Outro dia escrevi aqui: quando vemos esse clima de “Fora, todos os Políticos” podemos imaginar duas saídas possíveis
- a Argentina que escolheu os Kirchner para se recuperar depois do caos;
- ou a Espanha, que levou jovens “indignados” para as praças (e lá também bandeiras de partidos eram “proibidas”) mas no fim das contas elegeu os franquistas do PP.
No Brasil, o jogo está sendo jogado. A massa lulista – aquela massa forte das periferias das capitais, e do Nordeste – essa massa não está nas ruas. Isso ficou claro pelo que vi e ouvi nas ruas de São Paulo.

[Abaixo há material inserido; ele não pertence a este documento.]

//! # Image Export
//!
//! Serializes a finished build either to a local OCI layout directory
//! or to a remote registry.
//!
//! ## Layout Export
//!
//! Writes the standard layout shape: an `oci-layout` marker stating the
//! layout version, an `index.json` enumerating manifests and platforms,
//! and every referenced blob under `blobs/<algorithm>/<hex>`. Blobs
//! are read back through the store, so corruption is detected during
//! export rather than at inspection time.
//!
//! ## Registry Push
//!
//! Push order is bottom-up: layer and config blobs first, then each
//! platform's manifest, then the index under the tag. A reader fetching
//! the tag at any point during an in-progress push never observes a
//! manifest pointing at a not-yet-uploaded blob, and a failed push
//! leaves the tag untouched. Blob uploads run concurrently bounded by
//! a semaphore; transient failures are retried with exponential
//! backoff; cancellation is observed at every blob boundary.

use std::collections::HashSet;
use std::fs;
use std::path::Path;
use std::sync::Arc;
use std::time::Duration;

use tokio_util::sync::CancellationToken;
use tracing::{debug, info};

use crate::build::BuiltImage;
use crate::constants::{
    DEFAULT_PUSH_CONCURRENCY, OCI_IMAGE_INDEX_MEDIA_TYPE, OCI_INDEX_FILE, OCI_LAYOUT_CONTENT,
    OCI_LAYOUT_FILE, PUSH_RETRY_ATTEMPTS, PUSH_RETRY_BASE_DELAY,
};
use crate::error::{Error, Result};
use crate::registry::{with_retry, Reference, RegistryTransport};
use crate::storage::{BlobStore, Digest};

// =============================================================================
// OCI Layout Export
// =============================================================================

/// Writes `built` as an OCI layout directory at `dir`.
///
/// The directory is created if missing. Existing blobs with matching
/// digests are left in place; the marker and index files are
/// overwritten.
pub fn write_oci_layout(store: &BlobStore, built: &BuiltImage, dir: &Path) -> Result<()> {
    fs::create_dir_all(dir)?;

    for digest in referenced_blobs(built) {
        let content = store.get(&digest)?;
        let path = dir
            .join(crate::constants::BLOBS_DIR)
            .join(digest.algorithm())
            .join(digest.hex());
        if path.exists() {
            continue;
        }
        if let Some(parent) = path.parent() {
            fs::create_dir_all(parent)?;
        }
        fs::write(&path, content)?;
        debug!("exported blob {}", digest);
    }

    fs::write(dir.join(OCI_LAYOUT_FILE), OCI_LAYOUT_CONTENT)?;
    fs::write(dir.join(OCI_INDEX_FILE), store.get(&built.index_digest)?)?;

    info!("wrote OCI layout to {}", dir.display());
    Ok(())
}

/// Returns every blob digest the built image references: per platform,
/// the manifest, its config, and its layers.
fn referenced_blobs(built: &BuiltImage) -> Vec<Digest> {
    let mut seen = HashSet::new();
    let mut digests = Vec::new();
    let mut add = |digest: &Digest| {
        if seen.insert(digest.clone()) {
            digests.push(digest.clone());
        }
    };

    for image in &built.images {
        for layer in &image.manifest.layers {
            add(&layer.digest);
        }
        add(&image.manifest.config.digest);
        add(&image.manifest_digest);
    }
    digests
}

// =============================================================================
// Registry Push
// =============================================================================

/// Pushes built images through a pluggable [`RegistryTransport`].
pub struct Pusher {
    transport: Arc<dyn RegistryTransport>,
    concurrency: usize,
    retry_attempts: u32,
    retry_base_delay: Duration,
}

impl Pusher {
    /// Creates a pusher with default concurrency and retry parameters.
    pub fn new(transport: Arc<dyn RegistryTransport>) -> Self {
        Self {
            transport,
            concurrency: DEFAULT_PUSH_CONCURRENCY,
            retry_attempts: PUSH_RETRY_ATTEMPTS,
            retry_base_delay: PUSH_RETRY_BASE_DELAY,
        }
    }

    /// Sets the concurrent blob upload bound.
    pub fn with_concurrency(mut self, concurrency: usize) -> Self {
        self.concurrency = concurrency.max(1);
        self
    }

    /// Sets the retry policy for transient failures.
    pub fn with_retry_policy(mut self, attempts: u32, base_delay: Duration) -> Self {
        self.retry_attempts = attempts.max(1);
        self.retry_base_delay = base_delay;
        self
    }

    /// Pushes all blobs, manifests, and finally the index tag.
    ///
    /// Returns the index digest on success. On failure, already
    /// uploaded blobs remain in the registry (content-addressed, so
    /// harmless) but the tag is never updated without a fully uploaded
    /// manifest chain.
    pub async fn push(
        &self,
        store: &Arc<BlobStore>,
        built: &BuiltImage,
        reference: &Reference,
        cancel: &CancellationToken,
    ) -> Result<Digest> {
        info!("pushing {} platform(s) to {}", built.images.len(), reference);

        // Stage 1: every layer and config blob, concurrently.
        let blobs: Vec<Digest> = {
            let mut seen = HashSet::new();
            built
                .images
                .iter()
                .flat_map(|image| {
                    image
                        .manifest
                        .layers
                        .iter()
                        .map(|l| l.digest.clone())
                        .chain(std::iter::once(image.manifest.config.digest.clone()))
                })
                .filter(|d| seen.insert(d.clone()))
                .collect()
        };

        let semaphore = Arc::new(tokio::sync::Semaphore::new(self.concurrency));
        let mut tasks = Vec::with_capacity(blobs.len());
        for digest in blobs {
            if cancel.is_cancelled() {
                return Err(Error::Cancelled(format!("blob upload {}", digest)));
            }

            let permit = semaphore
                .clone()
                .acquire_owned()
                .await
                .map_err(|_| Error::Cancelled("blob upload".to_string()))?;
            let transport = Arc::clone(&self.transport);
            let store = Arc::clone(store);
            let reference = reference.clone();
            let cancel = cancel.clone();
            let attempts = self.retry_attempts;
            let base_delay = self.retry_base_delay;

            tasks.push(tokio::spawn(async move {
                let _permit = permit;
                if cancel.is_cancelled() {
                    return Err(Error::Cancelled(format!("blob upload {}", digest)));
                }
                upload_one_blob(&*transport, &store, &reference, &digest, attempts, base_delay)
                    .await
            }));
        }

        for task in tasks {
            task.await
                .map_err(|e| Error::PushFailed {
                    reference: reference.to_string(),
                    reason: format!("upload task panicked: {}", e),
                })??;
        }

        // Stage 2: per-platform manifests, by digest.
        for image in &built.images {
            if cancel.is_cancelled() {
                return Err(Error::Cancelled(format!("manifest for {}", image.platform)));
            }

            let content = store.get(&image.manifest_digest)?;
            with_retry(
                || {
                    self.transport.put_manifest(
                        reference,
                        image.manifest_digest.as_str(),
                        &image.manifest.media_type,
                        &content,
                    )
                },
                self.retry_attempts,
                self.retry_base_delay,
            )
            .await
            .map_err(|e| Error::PushFailed {
                reference: reference.to_string(),
                reason: format!("manifest for {}: {}", image.platform, e),
            })?;
            debug!("pushed manifest {} for {}", image.manifest_digest, image.platform);
        }

        // Stage 3: the index, under the tag. This is the publication
        // point; nothing before it is visible via the tag.
        if cancel.is_cancelled() {
            return Err(Error::Cancelled("index upload".to_string()));
        }

        let index_content = store.get(&built.index_digest)?;
        with_retry(
            || {
                self.transport.put_manifest(
                    reference,
                    &reference.tag,
                    OCI_IMAGE_INDEX_MEDIA_TYPE,
                    &index_content,
                )
            },
            self.retry_attempts,
            self.retry_base_delay,
        )
        .await
        .map_err(|e| Error::PushFailed {
            reference: reference.to_string(),
            reason: format!("index: {}", e),
        })?;

        info!("pushed {} ({})", reference, built.index_digest);
        Ok(built.index_digest.clone())
    }
}

/// Uploads one blob, skipping it when the registry already has it.
async fn upload_one_blob(
    transport: &dyn RegistryTransport,
    store: &BlobStore,
    reference: &Reference,
    digest: &Digest,
    attempts: u32,
    base_delay: Duration,
) -> Result<()> {
    let exists = with_retry(
        || transport.blob_exists(reference, digest),
        attempts,
        base_delay,
    )
    .await
    .map_err(|e| Error::PushFailed {
        reference: reference.to_string(),
        reason: format!("blob {}: {}", digest, e),
    })?;

    if exists {
        debug!("blob {} already on registry", digest);
        return Ok(());
    }

    let content = store.get(digest)?;
    with_retry(
        || transport.upload_blob(reference, digest, &content),
        attempts,
        base_delay,
    )
    .await
    .map_err(|e| Error::PushFailed {
        reference: reference.to_string(),
        reason: format!("blob {}: {}", digest, e),
    })?;

    debug!("pushed blob {}", digest);
    Ok(())
}
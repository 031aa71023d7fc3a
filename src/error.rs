//! Error types for the containerization engine.

use std::path::PathBuf;

use crate::platform::Platform;

/// Result type alias for containerization operations.
pub type Result<T> = std::result::Result<T, Error>;

/// Errors that can occur while building or exporting an image.
///
/// Every variant carries enough context (path, digest, platform, or
/// reference) to diagnose the failure without re-running the build.
#[derive(Debug, thiserror::Error)]
pub enum Error {
    // =========================================================================
    // Validation Errors (fatal, never retried)
    // =========================================================================
    /// Symlink target is an absolute path.
    #[error("symlink '{path}' has absolute target '{target}': absolute link targets are not allowed")]
    AbsoluteSymlink { path: PathBuf, target: String },

    /// Symlink resolves outside the project root.
    #[error("symlink '{path}' resolves to '{resolved}', outside the project root")]
    SymlinkEscape { path: PathBuf, resolved: PathBuf },

    /// Filesystem entry could not be read during the walk.
    #[error("failed to read '{path}': {reason}")]
    UnreadableEntry { path: PathBuf, reason: String },

    // =========================================================================
    // Storage Errors
    // =========================================================================
    /// Storage initialization failed.
    #[error("failed to initialize blob store at {path}: {reason}")]
    StorageInitFailed { path: PathBuf, reason: String },

    /// Blob not found in storage.
    #[error("blob not found: {digest}")]
    BlobNotFound { digest: String },

    /// Storage write failed.
    #[error("failed to write to blob store: {0}")]
    StorageWriteFailed(String),

    /// Stored content no longer matches its digest key.
    #[error("blob {digest} is corrupt: content hashes to {computed}")]
    DigestMismatch { digest: String, computed: String },

    // =========================================================================
    // Layer / Assembly Errors
    // =========================================================================
    /// Layer construction failed.
    #[error("failed to build layer: {0}")]
    LayerBuildFailed(String),

    /// A background build task stopped without producing a result.
    #[error("build task failed during {0}")]
    TaskFailed(String),

    /// Layer exceeds the configured size bound.
    #[error("layer exceeds size limit: {size} > {limit} bytes")]
    LayerTooLarge { size: u64, limit: u64 },

    /// Project tree exceeds the per-layer file count bound.
    #[error("project tree has too many entries: {count} > {limit}")]
    TooManyEntries { count: usize, limit: usize },

    // =========================================================================
    // Platform Errors
    // =========================================================================
    /// Platform string could not be parsed.
    #[error("invalid platform '{0}': expected os/arch or os/arch/variant")]
    InvalidPlatform(String),

    /// Base image has no variant for a requested platform.
    #[error("base image '{reference}' has no manifest for platform {platform} (available: {available})")]
    MissingPlatform {
        reference: String,
        platform: Platform,
        available: String,
    },

    /// The same platform was requested more than once.
    #[error("platform {0} requested more than once")]
    DuplicatePlatform(Platform),

    // =========================================================================
    // Registry / Push Errors
    // =========================================================================
    /// Failed to parse image reference.
    #[error("invalid image reference '{reference}': {reason}")]
    InvalidReference { reference: String, reason: String },

    /// Push failed after exhausting retries.
    #[error("failed to push '{reference}': {reason}")]
    PushFailed { reference: String, reason: String },

    // =========================================================================
    // Cancellation
    // =========================================================================
    /// Build was cancelled by the caller.
    #[error("build cancelled during {0}")]
    Cancelled(String),

    // =========================================================================
    // I/O Errors
    // =========================================================================
    /// Generic I/O error.
    #[error("I/O error: {0}")]
    Io(#[from] std::io::Error),

    /// Serialization error.
    #[error("serialization error: {0}")]
    Serialization(String),
}

impl From<serde_json::Error> for Error {
    fn from(e: serde_json::Error) -> Self {
        Error::Serialization(e.to_string())
    }
}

Nas ruas há uma mistura: ultra-esquerda, nova esquerda, indignados em geral e, infelizmente, também há o velho lúmpen que pode virar – fácil, fácil – caldo de cultura para uma saída autoritária.
Quem conhece bem a história do Brasil não ficaria surpreendido se, desse processo todo, nascesse não “uma nova política”. Mas um governo (mais) conservador, que botasse o Brasil de novo “nos trilhos” da submissão aos EUA, jogando fora os tênues avanços da Era Lula.
Afinal, “foda-se o Brasil”, não é? Essa cena não vou esquecer: a nossa bandeira queimada por jovens tresloucados que afirmam querer mudar o país. Foi estranho.
* Ao fim da manifestação, parte dos jovens mascarados avançou em direção ao carro da TV Record que estava diante da Prefeitura e tocou fogo no veículo. Tudo que parece – ou é – símbolo de poder acaba virando alvo. Nenhum jornalista ficou ferido. O alvo era a empresa.